Otros inconvenientes que no podemos obviar son las demás celebraciones (aparte de nuestro egocéntrico onomástico) que dicta el almanaque, aunque no exista. Día de la mujer, día de las madres, de los padres, de los niños, del campesino, del hipertenso, de la comunidad LGTBI, del bibliotecario, del médico, de la enfermera, además de las jornadas dedicadas a celebrar lo inimaginable (día del zurdo, del no fumar, de la letra eñe, y muchos más, como el ejemplo maravilloso del filósofo Zumbado, cuando habló de la fábrica de prótesis del codo izquierdo). Nada debe pasarse por alto, y todo se festeja a través de la difícil vía digital, esa que cuesta dinero, consume tiempo, y suele desesperarnos. En lo personal, confieso mi estupor al ver sonrisas que se congelan a media conversación, o rostros que de pronto se cuadriculan, u oradores que frente a la cámara esperan que el resto del mundo esté pendiente de ellos, y van diciendo “vamos, conéctense ahí, voy a esperar un rato más, avísenme”, mientras encienden un cigarrillo, se alisan el pelo, se acomodan el cuello de la camisa, saborean un café o beben un líquido misterioso, saludan a la familia que les pasa por el lado, y sonríen a quien aparece en otra pantalla que solo ellos están mirando. Por si fuera poco, van repitiendo la misma letanía de “conéctense, avísenme, súmense”, como si nosotros no tuviéramos nada mejor que hacer, y un bulto de billetes oyendo la charla. Y una ahí, gastando tiempo, dinero y paciencia, porque total, el próximo año será mejor. Los coloquios, los congresos, los intercambios y los lanzamientos llegan al clímax del esfuerzo mental: no es un rostro, sino múltiples caras que aparecen a la vez en múltiples ventanitas, y cada cara, como es lógico, tiene su correspondiente boca, que habla al mismo tiempo que las otras.

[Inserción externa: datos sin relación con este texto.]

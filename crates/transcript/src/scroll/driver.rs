use super::coordinator::{ScrollAction, ScrollCoordinator};

use std::sync::Arc;
use threadline_core::{ConversationTurn, ScrollConfig, StreamStatus};
use tokio::sync::mpsc;
use tokio::task::JoinHandle;
use tokio::time::Instant;
use tokio_util::sync::CancellationToken;

/// Input to a running [`ScrollDriver`].
#[derive(Debug, Clone)]
pub enum ScrollEvent {
    /// The turn sequence or the status changed
    Observe { turns: Arc<Vec<ConversationTurn>>, status: StreamStatus },
    /// The view was populated from a saved conversation
    Restore { turns: Arc<Vec<ConversationTurn>> },
}

/// Runs a [`ScrollCoordinator`] on a tokio task.
///
/// Events go in through [`ScrollDriver::observe`] / [`ScrollDriver::restore`],
/// scroll actions come out of the receiver returned by
/// [`ScrollDriver::spawn`]. Dropping the driver or calling
/// [`ScrollDriver::shutdown`] cancels every pending scroll.
pub struct ScrollDriver {
    events: mpsc::UnboundedSender<ScrollEvent>,
    cancel_token: CancellationToken,
    handle: Option<JoinHandle<()>>,
}

impl ScrollDriver {
    /// Spawn the driver task on the current runtime.
    pub fn spawn(config: ScrollConfig) -> (Self, mpsc::UnboundedReceiver<ScrollAction>) {
        let (events_tx, events_rx) = mpsc::unbounded_channel();
        let (actions_tx, actions_rx) = mpsc::unbounded_channel();
        let cancel_token = CancellationToken::new();

        let coordinator = ScrollCoordinator::new(config);
        let handle = tokio::spawn(run(coordinator, events_rx, actions_tx, cancel_token.clone()));

        (Self { events: events_tx, cancel_token, handle: Some(handle) }, actions_rx)
    }

    /// Report a change. Returns false if the driver has stopped.
    pub fn observe(&self, turns: Arc<Vec<ConversationTurn>>, status: StreamStatus) -> bool {
        self.events.send(ScrollEvent::Observe { turns, status }).is_ok()
    }

    /// Report that a saved conversation was loaded. Returns false if the driver has stopped.
    pub fn restore(&self, turns: Arc<Vec<ConversationTurn>>) -> bool {
        self.events.send(ScrollEvent::Restore { turns }).is_ok()
    }

    /// False once the task has exited or been cancelled.
    pub fn is_running(&self) -> bool {
        !self.cancel_token.is_cancelled() && self.handle.as_ref().is_some_and(|h| !h.is_finished())
    }

    /// Cancel pending scrolls and wait for the task to exit.
    pub async fn shutdown(mut self) {
        self.cancel_token.cancel();
        if let Some(handle) = self.handle.take()
            && let Err(e) = handle.await
        {
            tracing::warn!("scroll driver task failed: {}", e);
        }
    }
}

impl Drop for ScrollDriver {
    fn drop(&mut self) {
        self.cancel_token.cancel();
    }
}

async fn sleep_until(deadline: Option<Instant>) {
    match deadline {
        Some(deadline) => tokio::time::sleep_until(deadline).await,
        None => std::future::pending::<()>().await,
    }
}

async fn run(
    mut coordinator: ScrollCoordinator, mut events: mpsc::UnboundedReceiver<ScrollEvent>,
    actions: mpsc::UnboundedSender<ScrollAction>, cancel_token: CancellationToken,
) {
    let mut latest: Arc<Vec<ConversationTurn>> = Arc::default();

    loop {
        let deadline = coordinator.next_deadline();

        tokio::select! {
            biased;

            _ = cancel_token.cancelled() => break,

            event = events.recv() => match event {
                Some(ScrollEvent::Observe { turns, status }) => {
                    coordinator.observe(&turns, status, Instant::now());
                    latest = turns;
                }
                Some(ScrollEvent::Restore { turns }) => {
                    if let Some(action) = coordinator.restore(&turns)
                        && actions.send(action).is_err()
                    {
                        break;
                    }
                    latest = turns;
                }
                None => break,
            },

            _ = sleep_until(deadline) => {
                let due = coordinator.poll(&latest, Instant::now());
                if due.into_iter().any(|action| actions.send(action).is_err()) {
                    break;
                }
            }
        }
    }

    coordinator.teardown();
}

#[cfg(test)]
mod tests {
    use super::*;
    use crate::scroll::{ScrollBehavior, ScrollTarget};
    use std::time::Duration;
    use threadline_core::Part;

    fn drain(rx: &mut mpsc::UnboundedReceiver<ScrollAction>) -> Vec<ScrollAction> {
        let mut actions = Vec::new();
        while let Ok(action) = rx.try_recv() {
            actions.push(action);
        }
        actions
    }

    #[tokio::test(start_paused = true)]
    async fn test_restore_scrolls_instantly() {
        let (driver, mut rx) = ScrollDriver::spawn(ScrollConfig::default());
        let turns = Arc::new(vec![ConversationTurn::user("u1", "hi")]);

        assert!(driver.restore(turns.clone()));
        let action = rx.recv().await.unwrap();
        assert_eq!(action.behavior, ScrollBehavior::Instant);

        assert!(driver.restore(turns));
        tokio::time::sleep(Duration::from_millis(10)).await;
        assert!(drain(&mut rx).is_empty());

        driver.shutdown().await;
    }

    #[tokio::test(start_paused = true)]
    async fn test_pending_scroll_dropped_on_shutdown() {
        let (driver, mut rx) = ScrollDriver::spawn(ScrollConfig::default());
        let turns = Arc::new(vec![
            ConversationTurn::user("u1", "hi"),
            ConversationTurn::assistant("a1", vec![Part::reasoning("..")]),
        ]);

        driver.observe(turns, StreamStatus::Streaming);
        tokio::time::sleep(Duration::from_millis(50)).await;
        driver.shutdown().await;

        tokio::time::sleep(Duration::from_millis(500)).await;
        assert!(drain(&mut rx).is_empty());
        assert!(rx.recv().await.is_none());
    }

    #[tokio::test(start_paused = true)]
    async fn test_ready_status_scrolls_on_next_tick() {
        let (driver, mut rx) = ScrollDriver::spawn(ScrollConfig::default());
        driver.observe(Arc::new(vec![ConversationTurn::user("u1", "hi")]), StreamStatus::Ready);

        let action = rx.recv().await.unwrap();
        assert_eq!(action, ScrollAction::smooth(ScrollTarget::Transcript));
        assert!(driver.is_running());

        driver.shutdown().await;
    }
}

Asistimos perplejos a una especie de obra coral, que obliga a nuestros sentidos al esfuerzo descomunal de intentar el entendimiento de lo que en dichos eventos se debate. Hay que tener mucha disciplina para llegar al final, mucho oído entrenado, y mucha vista de águila para no perderse nada del asunto. Si usted sabe leer los labios, no es miope, y conoce de signos extraverbales, quizás le resulte fácil comprender, pero la mayoría de los mortales no está alistado para este tipo de comunicación. Cuando pasen más años, y exista algo parecido a la vida que llevábamos antes de la pandemia, quedarán no solo testimonios como estos, sino las imágenes fotográficas. Habrá que ver cómo explicamos a nuestros nietos que “eso” que nos cubría el rostro se llamaba nasobuco, mascarilla, barbijo; que las ropas que usábamos nos daba igual; que muy a propósito no aparecen zapatos en las fotos, y que, por favor, nos perdonen las miradas de susto y el hecho insólito de soplar velitas a un triste cake sin nadie alrededor. “Éramos peculiares en aquellos tiempos, porque estábamos en modo pausa, como viendo lo que la pandemia se llevaba”, diremos. Si nos creen o no, como diría Scarlett O’Hara, nos preocuparemos mañana.